** Your assignment **
The records should be restated exactly from their first line through the line with "use repo_insight::frequency::FrequencyHistogram;" in it.

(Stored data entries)
***

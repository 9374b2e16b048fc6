//! Form-posted dashboard queries

use axum::{
    extract::{rejection::FormRejection, State},
    Form, Json,
};
use log::{debug, info};
use repo_insight::api::{Error, RepoRef};
use repo_insight::frequency::FrequencyHistogram;
use repo_insight::reference::parse_repo_url;
use repo_insight::shaper::{CommitRecord, LabelStats, RepoSummary};
use repo_insight::FrequencyQuery;
use serde::{Deserialize, Serialize};

use super::error::ApiError;
use super::AppState;

#[derive(Debug, Default, Deserialize)]
pub struct RepoForm {
    pub repo_url: Option<String>,
}

#[derive(Debug, Default, Deserialize)]
pub struct SearchCommitsForm {
    pub repo_url: Option<String>,
    pub search_phrase: Option<String>,
}

#[derive(Debug, Default, Deserialize)]
pub struct CommitFrequencyForm {
    pub repo_url: Option<String>,
    pub group_by: Option<String>,
    pub date_from: Option<String>,
    pub date_to: Option<String>,
}

#[derive(Debug, Serialize)]
pub struct CommitsResponse {
    pub commits: Vec<CommitRecord>,
}

fn repo_ref(repo_url: Option<&str>) -> Result<RepoRef, Error> {
    let repo_url = repo_url
        .filter(|repo_url| !repo_url.trim().is_empty())
        .ok_or(Error::MissingInput("Repository URL"))?;
    parse_repo_url(repo_url)
}

/// A body that is not a readable form carries no fields, same as an empty form.
fn form_fields<T: Default>(form: Result<Form<T>, FormRejection>) -> T {
    form.map(|Form(form)| form).unwrap_or_else(|rejection| {
        debug!("Reading request as an empty form: {}", rejection);
        T::default()
    })
}

pub async fn get_repo_info(
    State(state): State<AppState>,
    form: Result<Form<RepoForm>, FormRejection>,
) -> Result<Json<RepoSummary>, ApiError> {
    let form = form_fields(form);
    let repo = repo_ref(form.repo_url.as_deref())?;
    info!("Repository info for {}", repo);
    Ok(Json(state.insight.summary(&repo).await?))
}

pub async fn search_commits(
    State(state): State<AppState>,
    form: Result<Form<SearchCommitsForm>, FormRejection>,
) -> Result<Json<CommitsResponse>, ApiError> {
    let form = form_fields(form);
    let repo = repo_ref(form.repo_url.as_deref())?;
    info!("Commits of {} matching {:?}", repo, form.search_phrase);
    let commits = state.insight.commits(&repo, form.search_phrase.as_deref()).await?;
    Ok(Json(CommitsResponse { commits }))
}

pub async fn get_issues_stats(
    State(state): State<AppState>,
    form: Result<Form<RepoForm>, FormRejection>,
) -> Result<Json<LabelStats>, ApiError> {
    let form = form_fields(form);
    let repo = repo_ref(form.repo_url.as_deref())?;
    info!("Issue labels of {}", repo);
    Ok(Json(state.insight.label_stats(&repo).await?))
}

pub async fn get_commit_frequency(
    State(state): State<AppState>,
    form: Result<Form<CommitFrequencyForm>, FormRejection>,
) -> Result<Json<FrequencyHistogram>, ApiError> {
    let form = form_fields(form);
    let repo = repo_ref(form.repo_url.as_deref())?;
    let query = FrequencyQuery {
        group_by: form.group_by,
        date_from: form.date_from,
        date_to: form.date_to,
    };
    info!("Commit frequency of {} for {:?}", repo, query);
    Ok(Json(state.insight.commit_frequency(&repo, &query).await?))
}
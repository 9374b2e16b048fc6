use clap::Parser;
use repo_insight::api::Error;
use repo_insight_app::Args;

#[tokio::main]
async fn main() -> Result<(), Error> {
    dotenv::dotenv().ok();
    env_logger::init();

    let args = Args::parse();
    repo_insight_app::serve(args).await
}
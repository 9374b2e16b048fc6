use serde::de::IgnoredAny;
use serde::{Deserialize, Deserializer};

#[derive(Deserialize, Debug)]
pub struct Repo {
    pub name: Option<String>,
    pub description: Option<String>,
    pub stargazers_count: Option<u64>,
    pub html_url: Option<String>,
}

impl From<Repo> for repo_insight::api::Repository {
    fn from(repo: Repo) -> Self {
        repo_insight::api::Repository {
            name: repo.name,
            description: repo.description,
            stargazers_count: repo.stargazers_count,
            html_url: repo.html_url,
        }
    }
}

#[derive(Deserialize, Debug)]
pub struct SearchCommits {
    #[serde(default)]
    pub items: Vec<Commit>,
}

#[derive(Deserialize, Debug)]
pub struct Commit {
    pub sha: Option<String>,
    pub html_url: Option<String>,
    #[serde(default)]
    pub commit: CommitDetails,
}

#[derive(Deserialize, Debug, Default)]
pub struct CommitDetails {
    pub message: Option<String>,
    pub author: Option<Signature>,
    pub committer: Option<Signature>,
}

#[derive(Deserialize, Debug)]
pub struct Signature {
    pub name: Option<String>,
    pub date: Option<String>,
}

impl From<Commit> for repo_insight::api::Commit {
    fn from(commit: Commit) -> Self {
        let CommitDetails {
            message,
            author,
            committer,
        } = commit.commit;
        let (author_name, author_date) = author.map(|author| (author.name, author.date)).unwrap_or_default();
        repo_insight::api::Commit {
            sha: commit.sha,
            message,
            author_name,
            author_date,
            committer_date: committer.and_then(|committer| committer.date),
            html_url: commit.html_url,
        }
    }
}

#[derive(Deserialize, Debug)]
pub struct Issue {
    #[serde(default)]
    pub labels: Vec<Label>,
    /// Set whenever the key is present, whatever its value.
    #[serde(default, deserialize_with = "present")]
    pub pull_request: bool,
}

fn present<'de, D: Deserializer<'de>>(deserializer: D) -> Result<bool, D::Error> {
    IgnoredAny::deserialize(deserializer).map(|_| true)
}

#[derive(Deserialize, Debug)]
pub struct Label {
    pub name: String,
}

impl From<Issue> for repo_insight::api::Issue {
    fn from(issue: Issue) -> Self {
        repo_insight::api::Issue {
            labels: issue.labels.into_iter().map(|label| label.name).collect(),
            pull_request: issue.pull_request,
        }
    }
}

#[derive(Deserialize, Debug)]
pub struct ErrorBody {
    pub message: Option<String>,
}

***

** Task output **
repository 9374b2e16b048fc6
//! Form-posted dashboard queries

use axum::{
    extract::{rejection::FormRejection, State},
    Form, Json,
};
use log::{debug, info};
use repo_insight::api::{Error, RepoRef};
use repo_insight::frequency::FrequencyHistogram;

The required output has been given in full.